We also see continued benefits within our drug development and clinical services, supporting our ability to win EAP programs in the U.S., with another U.S. program being one, so team up as one, seeing the opportunities, you know, together, and our BD teams working together, we're starting to see good benefits.
So Dermot, do you want to talk about BModesto?
Yeah. So Sam, I think the first thing on the recent acquisitions and On Demand are really around that, you know, they've strengthened our management team in On Demand. So we've brought some really good people into the business. I think the big thing for me now, in terms of On Demand, as we build out our global platform, is our sourcing capabilities, and I think those capabilities have allowed us to expand into new markets. So we're expanding geographically in terms of, you know, launching new service lines through BModesto in Central Europe. We've launched our PI offering in the U.K. to complement our existing business there with Durbin. We've had a really strong performance in Asia- Pac, the Orspec.

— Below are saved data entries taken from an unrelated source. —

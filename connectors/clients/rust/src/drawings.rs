// SPDX-License-Identifier: PMPL-1.0-or-later
// Copyright (c) 2026 Jonathan D.A. Jewell (hyperpolymath) <j.d.a.jewell@open.ac.uk>

//! Tier 1 drawing detection.
//!
//! Analyses one page of a PDF and returns the detected annotations (leaders,
//! section and detail tags, revision markers) plus the title block. Uploads go
//! through the cache probe in [`crate::upload`].

use reqwest::multipart::Form;
use tracing::{info, warn};

use crate::client::{require_id, StruAiClient};
use crate::error::Result;
use crate::types::{DrawingCacheStatus, DrawingDeleteResult, DrawingResult};
use crate::upload::{plan_upload, Upload};

/// Parameters for [`Drawings::analyze`].
#[derive(Debug, Clone)]
pub struct AnalyzeRequest {
    /// 1-indexed page number.
    pub page: u32,
    pub file: Option<Upload>,
    pub file_hash: Option<String>,
}

impl AnalyzeRequest {
    pub fn new(page: u32) -> Self {
        Self {
            page,
            file: None,
            file_hash: None,
        }
    }

    pub fn file(mut self, file: Upload) -> Self {
        self.file = Some(file);
        self
    }

    pub fn file_hash(mut self, file_hash: impl Into<String>) -> Self {
        self.file_hash = Some(file_hash.into());
        self
    }
}

/// Tier 1 drawings API.
#[derive(Debug, Clone, Copy)]
pub struct Drawings<'a> {
    client: &'a StruAiClient,
}

impl<'a> Drawings<'a> {
    pub(crate) fn new(client: &'a StruAiClient) -> Self {
        Self { client }
    }

    /// Analyse one page via `POST /drawings`.
    ///
    /// # Errors
    ///
    /// Returns [`StruAiError::Validation`](crate::error::StruAiError::Validation)
    /// before any request if neither or both of `file` / `file_hash` are set.
    pub async fn analyze(&self, request: AnalyzeRequest) -> Result<DrawingResult> {
        let plan = plan_upload(self.client, request.file, request.file_hash).await?;
        let hash_only = plan.is_hash_only();
        let form = plan.apply(Form::new().text("page", request.page.to_string()))?;

        let url = self.client.endpoint(&["drawings"])?;
        let result: DrawingResult = self.client.post_form(url, form).await?;
        info!(
            drawing_id = %result.id,
            page = result.page,
            hash_only,
            processing_ms = result.processing_ms,
            "Drawing analysed"
        );
        Ok(result)
    }

    /// Check the PDF cache status for a content hash.
    pub async fn check_cache(&self, file_hash: &str) -> Result<DrawingCacheStatus> {
        let file_hash = require_id("file_hash", file_hash)?;
        let url = self.client.endpoint(&["drawings", "cache", file_hash])?;
        self.client.get(url, &[]).await
    }

    /// Best-effort cache probe: any failure counts as "not cached".
    pub(crate) async fn is_cached(&self, file_hash: &str) -> bool {
        match self.check_cache(file_hash).await {
            Ok(status) => status.cached,
            Err(err) if err.is_not_found() => false,
            Err(err) => {
                warn!(file_hash = %file_hash, error = %err, "Cache probe failed, uploading file");
                false
            }
        }
    }

    /// Retrieve a drawing result by id.
    pub async fn get(&self, drawing_id: &str) -> Result<DrawingResult> {
        let drawing_id = require_id("drawing_id", drawing_id)?;
        let url = self.client.endpoint(&["drawings", drawing_id])?;
        self.client.get(url, &[]).await
    }

    /// Delete a drawing result by id.
    ///
    /// Returns `None` when the server answers 204 without a body.
    pub async fn delete(&self, drawing_id: &str) -> Result<Option<DrawingDeleteResult>> {
        let drawing_id = require_id("drawing_id", drawing_id)?;
        let url = self.client.endpoint(&["drawings", drawing_id])?;
        self.client.delete(url).await
    }

    /// Compute the server-compatible hash for `file` without contacting the API.
    pub async fn compute_file_hash(&self, file: &Upload) -> Result<String> {
        file.content_hash().await
    }
}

And we've strengthened our position, marketing position in Ireland, with PharmaSource, particularly in our Hospital business. So you can start to see the synergies really coming through now, and it's exciting, I suppose, to see that post the integration of those recent businesses that we've acquired.
Great. Thanks very much.
We have a follow-up from Charles Weston at RBC. Charles, please go ahead.

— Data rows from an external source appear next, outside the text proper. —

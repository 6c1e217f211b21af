// SPDX-License-Identifier: PMPL-1.0-or-later
// Copyright (c) 2026 Jonathan D.A. Jewell (hyperpolymath) <j.d.a.jewell@open.ac.uk>

//! Error types for the StruAI client SDK.
//!
//! All fallible operations in this crate return [`Result<T>`], which is an alias
//! for `std::result::Result<T, StruAiError>`. Errors fall into four groups:
//! local problems caught before any request is sent (configuration and
//! validation), transport failures (network, timeout), API failures (non-2xx
//! responses and undecodable bodies), and job outcomes (a job that failed
//! server-side or did not finish in time).

use std::time::Duration;

use thiserror::Error;

/// Comprehensive error type for StruAI client operations.
#[derive(Error, Debug)]
pub enum StruAiError {
    /// Client configuration is missing or malformed (API key, base URL, env values).
    #[error("Configuration error: {0}")]
    Config(String),

    /// Client-side validation failed before the request was sent.
    #[error("Validation error: {0}")]
    Validation(String),

    /// An underlying HTTP / network transport error from `reqwest`.
    #[error("Network error: {0}")]
    Network(#[source] reqwest::Error),

    /// The request exceeded the configured per-request timeout.
    #[error("Request timed out after {}ms", .0.as_millis())]
    Timeout(Duration),

    /// The server returned a non-2xx status.
    #[error("{}", format_api_error(*status, code.as_deref(), message))]
    Api {
        /// HTTP status code.
        status: u16,
        /// Machine-readable error code from the response body, if any.
        code: Option<String>,
        /// Human-readable error message.
        message: String,
        /// Value of the `x-request-id` response header, if any.
        request_id: Option<String>,
        /// Seconds to wait before retrying, from `Retry-After` on 429 responses.
        retry_after: Option<u64>,
    },

    /// A 2xx response body could not be decoded into the expected shape.
    #[error("Decode error: {0}")]
    Decode(String),

    /// An ingestion job reached the terminal `failed` state.
    #[error("Job {job_id} failed: {message}")]
    JobFailed {
        /// Identifier of the failed job.
        job_id: String,
        /// Error string reported by the server.
        message: String,
    },

    /// Waiting for a job exceeded the caller's timeout.
    #[error("Job {job_id} did not complete within {}ms", .timeout.as_millis())]
    JobTimeout {
        /// Identifier of the job still in flight.
        job_id: String,
        /// The timeout that elapsed.
        timeout: Duration,
    },

    /// Local file I/O failed (reading an upload, writing a crop).
    #[error("I/O error: {0}")]
    Io(#[from] std::io::Error),
}

/// Classification of an [`StruAiError::Api`] by HTTP status.
#[derive(Debug, Clone, Copy, PartialEq, Eq)]
pub enum ApiErrorKind {
    /// 401: invalid or missing API key.
    Authentication,
    /// 403: insufficient permissions.
    PermissionDenied,
    /// 404: resource not found.
    NotFound,
    /// 422: invalid request parameters.
    Validation,
    /// 429: rate limit exceeded.
    RateLimit,
    /// 5xx.
    InternalServer,
    /// Any other non-2xx status.
    Other,
}

impl ApiErrorKind {
    /// Classify an HTTP status code.
    pub fn from_status(status: u16) -> Self {
        match status {
            401 => Self::Authentication,
            403 => Self::PermissionDenied,
            404 => Self::NotFound,
            422 => Self::Validation,
            429 => Self::RateLimit,
            s if s >= 500 => Self::InternalServer,
            _ => Self::Other,
        }
    }
}

impl StruAiError {
    /// The API error class, or `None` for non-API errors.
    pub fn api_kind(&self) -> Option<ApiErrorKind> {
        match self {
            Self::Api { status, .. } => Some(ApiErrorKind::from_status(*status)),
            _ => None,
        }
    }

    /// HTTP status for API errors.
    pub fn status(&self) -> Option<u16> {
        match self {
            Self::Api { status, .. } => Some(*status),
            _ => None,
        }
    }

    /// Whether this is a 404 from the API.
    pub fn is_not_found(&self) -> bool {
        self.api_kind() == Some(ApiErrorKind::NotFound)
    }

    /// Whether the failure happened below the API layer (network or timeout).
    pub fn is_transport(&self) -> bool {
        matches!(self, Self::Network(_) | Self::Timeout(_))
    }
}

fn format_api_error(status: u16, code: Option<&str>, message: &str) -> String {
    match code {
        Some(code) => format!("{message} code={code} status={status}"),
        None => format!("{message} status={status}"),
    }
}

/// Crate-level result alias using [`StruAiError`].
pub type Result<T> = std::result::Result<T, StruAiError>;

Thanks very much. Brian, you mentioned this pipeline of, sorry, this sort of network of partners you've got across Europe to help with the commercialization side. Would the ultimate goal be to fully own and consolidate all of those capabilities over time once you sort of reach critical mass? And does that mean that you might see some of those partners as part of your M&A pipeline?
Yeah, I think you've seen our formula before, Charles, where we absolutely do like to work with people first, before acquisition, I suppose. It just proves out the acquisition case, establishes the relationship, let us get to know them. So with some of those services, Charles, you know, we could see that happening, you know, particularly in the area of things like market access and regs. But there's also services that we don't necessarily need to own within that, I suppose, broad service offering. We don't necessarily need to have, you know, distribution capabilities in every single market.

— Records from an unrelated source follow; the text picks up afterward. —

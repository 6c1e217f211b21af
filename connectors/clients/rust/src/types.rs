// SPDX-License-Identifier: PMPL-1.0-or-later
// Copyright (c) 2026 Jonathan D.A. Jewell (hyperpolymath) <j.d.a.jewell@open.ac.uk>

//! Core data types for the StruAI client SDK.
//!
//! These types mirror the StruAI REST payloads for Tier 1 drawing detection and
//! Tier 2 projects, sheets, jobs, and entities. Response records keep any field
//! the SDK does not model in an `extra` map so newer server fields survive a
//! round trip instead of being dropped.

use chrono::{DateTime, Utc};
use serde::{Deserialize, Serialize};
use serde_json::{Map, Value};

/// Open-ended map of response fields not modelled explicitly.
pub type Extra = Map<String, Value>;

/// A point in page coordinates.
pub type Point = (f64, f64);

/// Bounding box as `[x0, y0, x1, y1]` in page coordinates.
pub type BBox = [f64; 4];

// ---------------------------------------------------------------------------
// Geometry primitives
// ---------------------------------------------------------------------------

/// Text detected inside an annotation.
#[derive(Debug, Clone, Default, Serialize, Deserialize)]
pub struct TextSpan {
    /// Span identifier (the server uses both integers and strings).
    #[serde(default)]
    pub id: Option<Value>,
    /// Recognised text.
    #[serde(default)]
    pub text: String,
    #[serde(flatten)]
    pub extra: Extra,
}

/// Page dimensions.
#[derive(Debug, Clone, Copy, Default, PartialEq, Serialize, Deserialize)]
pub struct Dimensions {
    #[serde(default)]
    pub width: f64,
    #[serde(default)]
    pub height: f64,
}

/// Circle geometry.
#[derive(Debug, Clone, Copy, PartialEq, Serialize, Deserialize)]
pub struct Circle {
    pub center: Point,
    pub radius: f64,
}

/// Line segment.
#[derive(Debug, Clone, Copy, PartialEq, Serialize, Deserialize)]
pub struct Line {
    pub start: Point,
    pub end: Point,
}

// ---------------------------------------------------------------------------
// Tier 1: drawings
// ---------------------------------------------------------------------------

/// Leader annotation: an arrow pointing from a text box to a drawing feature.
#[derive(Debug, Clone, Serialize, Deserialize)]
pub struct Leader {
    pub id: String,
    pub bbox: BBox,
    pub arrow_tip: Point,
    pub text_bbox: BBox,
    #[serde(default)]
    pub texts_inside: Vec<TextSpan>,
    #[serde(flatten)]
    pub extra: Extra,
}

/// Section cut tag.
#[derive(Debug, Clone, Serialize, Deserialize)]
pub struct SectionTag {
    pub id: String,
    pub bbox: BBox,
    pub circle: Circle,
    /// One of `left`, `right`, `up`, `down`.
    pub direction: String,
    #[serde(default)]
    pub texts_inside: Vec<TextSpan>,
    #[serde(default)]
    pub section_line: Option<Line>,
    #[serde(flatten)]
    pub extra: Extra,
}

/// Detail callout tag.
#[derive(Debug, Clone, Serialize, Deserialize)]
pub struct DetailTag {
    pub id: String,
    pub bbox: BBox,
    pub circle: Circle,
    #[serde(default)]
    pub texts_inside: Vec<TextSpan>,
    #[serde(default)]
    pub has_dashed_bbox: bool,
    #[serde(flatten)]
    pub extra: Extra,
}

/// Revision marker triangle.
#[derive(Debug, Clone, Serialize, Deserialize)]
pub struct RevisionTriangle {
    pub id: String,
    pub bbox: BBox,
    #[serde(default)]
    pub vertices: Vec<Point>,
    #[serde(default)]
    pub text: String,
    #[serde(flatten)]
    pub extra: Extra,
}

/// Revision cloud boundary.
#[derive(Debug, Clone, Serialize, Deserialize)]
pub struct RevisionCloud {
    pub id: String,
    pub bbox: BBox,
    #[serde(flatten)]
    pub extra: Extra,
}

/// All annotations detected on a page.
#[derive(Debug, Clone, Default, Serialize, Deserialize)]
pub struct Annotations {
    #[serde(default)]
    pub leaders: Vec<Leader>,
    #[serde(default)]
    pub section_tags: Vec<SectionTag>,
    #[serde(default)]
    pub detail_tags: Vec<DetailTag>,
    #[serde(default)]
    pub revision_triangles: Vec<RevisionTriangle>,
    #[serde(default)]
    pub revision_clouds: Vec<RevisionCloud>,
    #[serde(flatten)]
    pub extra: Extra,
}

/// Title block location.
#[derive(Debug, Clone, Copy, Serialize, Deserialize)]
pub struct TitleBlock {
    pub bounds: BBox,
    /// Drawing area excluding the title block.
    pub viewport: BBox,
}

/// Result of Tier 1 detection on one page.
#[derive(Debug, Clone, Serialize, Deserialize)]
pub struct DrawingResult {
    pub id: String,
    pub page: u32,
    #[serde(default)]
    pub dimensions: Dimensions,
    #[serde(default)]
    pub processing_ms: u64,
    #[serde(default)]
    pub annotations: Annotations,
    #[serde(default)]
    pub titleblock: Option<TitleBlock>,
    #[serde(flatten)]
    pub extra: Extra,
}

/// Server-side PDF cache status for a content hash.
#[derive(Debug, Clone, Default, Serialize, Deserialize)]
pub struct DrawingCacheStatus {
    #[serde(default)]
    pub cached: bool,
    #[serde(default)]
    pub file_hash: Option<String>,
    #[serde(flatten)]
    pub extra: Extra,
}

/// Response to deleting a drawing.
#[derive(Debug, Clone, Default, Serialize, Deserialize)]
pub struct DrawingDeleteResult {
    #[serde(default)]
    pub deleted: bool,
    #[serde(default)]
    pub id: Option<String>,
    #[serde(flatten)]
    pub extra: Extra,
}

// ---------------------------------------------------------------------------
// Tier 2: projects and sheets
// ---------------------------------------------------------------------------

/// A project: the container sheets are ingested into.
#[derive(Debug, Clone, Serialize, Deserialize)]
pub struct Project {
    pub id: String,
    pub name: String,
    #[serde(default)]
    pub description: Option<String>,
    #[serde(default)]
    pub created_at: Option<DateTime<Utc>>,
    #[serde(default)]
    pub sheets_count: u64,
    #[serde(default)]
    pub entities_count: u64,
    #[serde(flatten)]
    pub extra: Extra,
}

/// Response to deleting a project.
#[derive(Debug, Clone, Default, Serialize, Deserialize)]
pub struct ProjectDeleteResult {
    #[serde(default)]
    pub deleted: bool,
    #[serde(default, alias = "project_id")]
    pub id: Option<String>,
    #[serde(flatten)]
    pub extra: Extra,
}

/// Sheet row returned by the sheet listing.
#[derive(Debug, Clone, Serialize, Deserialize)]
pub struct SheetSummary {
    #[serde(alias = "sheet_id")]
    pub id: String,
    #[serde(default)]
    pub title: Option<String>,
    #[serde(default)]
    pub page: Option<u32>,
    #[serde(default)]
    pub width: Option<f64>,
    #[serde(default)]
    pub height: Option<f64>,
    #[serde(default)]
    pub created_at: Option<DateTime<Utc>>,
    #[serde(default)]
    pub entities_count: u64,
    #[serde(flatten)]
    pub extra: Extra,
}

/// Full sheet record, including derived regions.
#[derive(Debug, Clone, Serialize, Deserialize)]
pub struct SheetDetail {
    #[serde(alias = "sheet_id")]
    pub id: String,
    #[serde(default)]
    pub title: Option<String>,
    #[serde(default)]
    pub page: Option<u32>,
    #[serde(default)]
    pub width: Option<f64>,
    #[serde(default)]
    pub height: Option<f64>,
    #[serde(default)]
    pub entities_count: u64,
    #[serde(default)]
    pub regions: Vec<Value>,
    #[serde(flatten)]
    pub extra: Extra,
}

/// Raw annotations stored for one sheet.
#[derive(Debug, Clone, Default, Serialize, Deserialize)]
pub struct SheetAnnotations {
    #[serde(default)]
    pub sheet_id: Option<String>,
    #[serde(default)]
    pub annotations: Map<String, Value>,
    #[serde(flatten)]
    pub extra: Extra,
}

/// Cleanup statistics from deleting a sheet.
#[derive(Debug, Clone, Default, Serialize, Deserialize)]
pub struct SheetDeleteResult {
    #[serde(default)]
    pub deleted: bool,
    #[serde(default)]
    pub sheet_id: Option<String>,
    #[serde(flatten)]
    pub extra: Extra,
}

/// One job created by a sheet ingestion request.
#[derive(Debug, Clone, Serialize, Deserialize)]
pub struct JobDescriptor {
    pub job_id: String,
    #[serde(default)]
    pub page: Option<u32>,
    #[serde(flatten)]
    pub extra: Extra,
}

/// Response to `POST /projects/{id}/sheets`.
#[derive(Debug, Clone, Default, Serialize, Deserialize)]
pub struct SheetIngestResponse {
    #[serde(default)]
    pub jobs: Vec<JobDescriptor>,
    #[serde(flatten)]
    pub extra: Extra,
}

// ---------------------------------------------------------------------------
// Jobs
// ---------------------------------------------------------------------------

/// Lifecycle state of an ingestion job.
///
/// `queued → running → complete` or `queued → running → failed`. States the
/// SDK does not know are reported as [`JobState::Unknown`] and treated as
/// still in flight.
#[derive(Debug, Clone, Copy, PartialEq, Eq, Hash, Serialize, Deserialize)]
#[serde(rename_all = "snake_case")]
pub enum JobState {
    Queued,
    #[serde(alias = "processing", alias = "pending")]
    Running,
    #[serde(alias = "completed")]
    Complete,
    Failed,
    #[serde(other)]
    Unknown,
}

impl JobState {
    /// Whether the job can no longer change state.
    pub fn is_terminal(self) -> bool {
        matches!(self, Self::Complete | Self::Failed)
    }
}

/// State of one pipeline step inside a job.
#[derive(Debug, Clone, Copy, PartialEq, Eq, Serialize, Deserialize)]
#[serde(rename_all = "snake_case")]
pub enum StepState {
    Pending,
    Running,
    Complete,
    Failed,
    #[serde(other)]
    Unknown,
}

/// Status of a single pipeline step.
#[derive(Debug, Clone, Serialize, Deserialize)]
pub struct JobStep {
    pub status: StepState,
    #[serde(default)]
    pub duration_ms: Option<u64>,
    #[serde(default)]
    pub tokens: Option<u64>,
    #[serde(default)]
    pub error: Option<String>,
    #[serde(flatten)]
    pub extra: Extra,
}

/// Per-step pipeline status.
#[derive(Debug, Clone, Default, Serialize, Deserialize)]
pub struct JobSteps {
    #[serde(default)]
    pub detection: Option<JobStep>,
    #[serde(default)]
    pub enrichment: Option<JobStep>,
    #[serde(default)]
    pub synthesis: Option<JobStep>,
    #[serde(default)]
    pub graph: Option<JobStep>,
    #[serde(flatten)]
    pub extra: Extra,
}

/// Result of a completed sheet ingestion.
#[derive(Debug, Clone, Default, PartialEq, Serialize, Deserialize)]
pub struct SheetResult {
    #[serde(default)]
    pub sheet_id: Option<String>,
    #[serde(default)]
    pub entities_created: u64,
    #[serde(default)]
    pub relationships_created: u64,
    #[serde(flatten)]
    pub extra: Extra,
}

/// Snapshot of a job returned by `GET /projects/{id}/jobs/{job_id}`.
#[derive(Debug, Clone, Serialize, Deserialize)]
pub struct JobStatus {
    pub job_id: String,
    pub status: JobState,
    #[serde(default)]
    pub steps: Option<JobSteps>,
    #[serde(default)]
    pub result: Option<SheetResult>,
    #[serde(default)]
    pub error: Option<String>,
    #[serde(flatten)]
    pub extra: Extra,
}

impl JobStatus {
    pub fn is_complete(&self) -> bool {
        self.status == JobState::Complete
    }

    pub fn is_failed(&self) -> bool {
        self.status == JobState::Failed
    }
}

// ---------------------------------------------------------------------------
// Entities and relationships
// ---------------------------------------------------------------------------

/// Where an entity appears.
#[derive(Debug, Clone, Serialize, Deserialize)]
pub struct EntityLocation {
    pub sheet_id: String,
    #[serde(default)]
    pub sheet_title: Option<String>,
    #[serde(default)]
    pub page: Option<u32>,
    #[serde(default)]
    pub bbox: Option<BBox>,
    #[serde(flatten)]
    pub extra: Extra,
}

/// A relationship between two entities.
#[derive(Debug, Clone, Serialize, Deserialize)]
pub struct Fact {
    pub id: String,
    #[serde(default)]
    pub fact: Option<String>,
    #[serde(default, alias = "type")]
    pub edge_type: Option<String>,
    #[serde(default)]
    pub source_id: Option<String>,
    #[serde(default)]
    pub source_label: Option<String>,
    #[serde(default)]
    pub target_id: Option<String>,
    #[serde(default)]
    pub target_label: Option<String>,
    #[serde(default)]
    pub sheet_id: Option<String>,
    #[serde(flatten)]
    pub extra: Extra,
}

/// Entity row returned by the entity listing.
#[derive(Debug, Clone, Serialize, Deserialize)]
pub struct EntityListItem {
    pub id: String,
    #[serde(rename = "type")]
    pub entity_type: String,
    #[serde(default)]
    pub label: Option<String>,
    #[serde(default)]
    pub description: Option<String>,
    #[serde(default)]
    pub sheet_id: Option<String>,
    #[serde(default)]
    pub bbox: Option<BBox>,
    #[serde(flatten)]
    pub extra: Extra,
}

/// Full entity with its relation context.
#[derive(Debug, Clone, Serialize, Deserialize)]
pub struct Entity {
    pub id: String,
    #[serde(rename = "type")]
    pub entity_type: String,
    #[serde(default)]
    pub label: Option<String>,
    #[serde(default)]
    pub description: Option<String>,
    #[serde(default)]
    pub sheet_id: Option<String>,
    #[serde(default, alias = "outgoing_facts")]
    pub outgoing: Vec<Fact>,
    #[serde(default, alias = "incoming_facts")]
    pub incoming: Vec<Fact>,
    #[serde(default)]
    pub locations: Vec<EntityLocation>,
    #[serde(flatten)]
    pub extra: Extra,
}
use crate::error::{Error, Result};
use crate::types::{
    DocumentRecord, DocumentSummary, OcrDecision, PaperMetadata, PipelineStatus, ProcessingLogEntry,
    QualityVerdict, Stage, StageOutcome,
};

use super::repository::DocumentRepository;

const RECORD_COLUMNS: &str = "doc_id, content_id, duplicate_of, status, filename, file_size, raw_text, \
     ocr_performed, ocr_decision, quality_verdict, embedding, metadata, preview_image, error, \
     created_at, updated_at, completed_at";

/// Same columns without the preview blob
const SUMMARY_COLUMNS: &str = "doc_id, content_id, duplicate_of, status, filename, file_size, raw_text, \
     ocr_performed, ocr_decision, quality_verdict, embedding, metadata, NULL, error, \
     created_at, updated_at, completed_at";

/// SQLite-backed document repository
pub struct PaperDb {
    conn: Arc<Mutex<Connection>>,
}

impl PaperDb {
    /// Create or open the database at the given path
    pub fn new<P: AsRef<Path>>(path: P) -> Result<Self> {
        if let Some(parent) = path.as_ref().parent() {
            if !parent.as_os_str().is_empty() {
                std::fs::create_dir_all(parent)?;
            }
        }

        let conn = Connection::open(path)
            .map_err(|e| Error::Database(format!("Failed to open database: {}", e)))?;

        let db = Self {
            conn: Arc::new(Mutex::new(conn)),
        };

        db.migrate()?;
        Ok(db)
    }

    /// Create an in-memory database
    pub fn in_memory() -> Result<Self> {
        let conn = Connection::open_in_memory()
            .map_err(|e| Error::Database(format!("Failed to open in-memory database: {}", e)))?;

        let db = Self {
            conn: Arc::new(Mutex::new(conn)),
        };

        db.migrate()?;
        Ok(db)
    }

    fn migrate(&self) -> Result<()> {
        let conn = self.conn.lock();

        conn.execute_batch(
            r#"
            PRAGMA journal_mode=WAL;
            PRAGMA synchronous=NORMAL;
            PRAGMA foreign_keys=ON;
            PRAGMA temp_store=MEMORY;
        "#,
        )
        .map_err(|e| Error::Database(format!("Failed to set pragmas: {}", e)))?;

        conn.execute_batch(
            r#"
            CREATE TABLE IF NOT EXISTS documents (
                doc_id TEXT PRIMARY KEY,
                content_id TEXT,
                duplicate_of TEXT,
                status TEXT NOT NULL,
                filename TEXT,
                file_size INTEGER NOT NULL,
                raw_text TEXT NOT NULL DEFAULT '',
                ocr_performed INTEGER NOT NULL DEFAULT 0,
                ocr_decision TEXT,
                quality_verdict TEXT,
                embedding BLOB,
                metadata TEXT,
                preview_image BLOB,
                error TEXT,
                created_at TEXT NOT NULL,
                updated_at TEXT NOT NULL,
                completed_at TEXT
            );

            -- Dedup lookups; deliberately not unique, duplicates are kept
            CREATE INDEX IF NOT EXISTS idx_documents_content_id ON documents(content_id);
            CREATE INDEX IF NOT EXISTS idx_documents_status ON documents(status);

            CREATE TABLE IF NOT EXISTS document_sources (
                doc_id TEXT PRIMARY KEY REFERENCES documents(doc_id),
                pdf BLOB NOT NULL
            );

            CREATE TABLE IF NOT EXISTS processing_log (
                id INTEGER PRIMARY KEY AUTOINCREMENT,
                doc_id TEXT NOT NULL,
                stage TEXT NOT NULL,
                outcome TEXT NOT NULL,
                message TEXT,
                duration_ms INTEGER NOT NULL,
                logged_at TEXT NOT NULL
            );

            CREATE INDEX IF NOT EXISTS idx_processing_log_doc_id ON processing_log(doc_id);
        "#,
        )
        .map_err(|e| Error::Database(format!("Failed to create tables: {}", e)))?;

        tracing::debug!("Database migrations complete");
        Ok(())
    }
}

You know, it's small. These tend to be very small patient populations, and there'd be other ways that we can manage that, and also things like, you know, CSOs. So some services may not have high- enough value for us to enter into. So it goes back to the point around, you know, ensuring that we're continually focused on being able to deliver on the target return on capital employed, 12%-15%. But there are absolutely some of those services that are high value, and would augment well into our service offering. And working with partners first, you know, proves, helps establish the investment case.
Okay. Thanks, Brian.
Nothing further with the queue at present, but as a final reminder, that star followed by one on your telephone keypad. We have no further questions, so I'll hand it back to the management team.
Great. Listen, we appreciate our shareholders' support over the years, and we look forward to delivering a very strong H2 for our shareholder base. So, we'll crack on and keep delivering shareholder value. Thanks for listening.
This concludes today's call. Thank you very much for your attendance. You may now disconnect your lines.